I hang up the phone and rush back outside, knowing with perfect certainty that the animal will be gone and then seeing that he is gone without a trace, no ripples in the water, no flat spot in the grass. I go back inside and get a rag and the 409 and go back out and wipe down the table and the chairs. I go back in and check the coffee and, finding it room temperature, serve myself some over ice in a clear glass mug and pour cream into it and watch as the cream seeps and trickles around the ice cubes and against the glass, the dark drink blurring pale. I take it back outside and sit down at my now clean table to wait, but nothing comes. Well, not nothing. There are blue jays and dragonflies; a gardener across the lake prunes back a flowering bush whose branches have grown across a doorway. An escaped house cat stalks a squirrel he'll never catch—there's a small brass bell hung from his collar—passing through the very space where the alligator slept.

The den is a beige room—they're all beige rooms—with a big window and warm tiles because I never draw the shade. Gerald called the den the computer room because we keep our PC there. Keith set it up for us and whenever he's over he'll fuss with it—update programs, move folders around, whatever he does. Gerald used to pay close attention to these ministrations but he never seemed to understand what he saw. Me, I can check my email and otherwise prefer to ignore the computer altogether, but my sister, my God, she fills out these surveys. She finds these websites where you sign up and do them and then they send you coupons and gift cards. Elsie will fill out any survey if she wants what the reward is and if she doesn't fit the criteria for respondents she lies. “If I didn't I would never get to do any,” she says. “Nobody cares what an old woman thinks, but I make sure they know.”

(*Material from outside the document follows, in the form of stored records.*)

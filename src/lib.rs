//! Monthly energy bill prediction service.
//!
//! Loads a fitted scaler and regression model once at startup and serves
//! `POST /predict`, turning home attributes plus a month into a predicted
//! bill.

pub mod artifacts;
pub mod config;
pub mod logging;
pub mod model;
pub mod predict;
pub mod server;
pub mod weather;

So the in-box: There's a summary of my accumulated points on a certain credit card, and three forwards from my brother-in-law, who has become a one-man distribution center for hoary old brain teasers, animated pictures of animals, political op-eds falsely attributed to celebrities, and racist knock-knock jokes. I don't know where in creation he comes by such stuff, much less why he passes it along to me and the dozen or so other people on his email list. He never asks me if I've read these things or what I thought of them. For him, the payoff seems to be in the act of forwarding itself. I believe it makes him feel like a player in the modern world.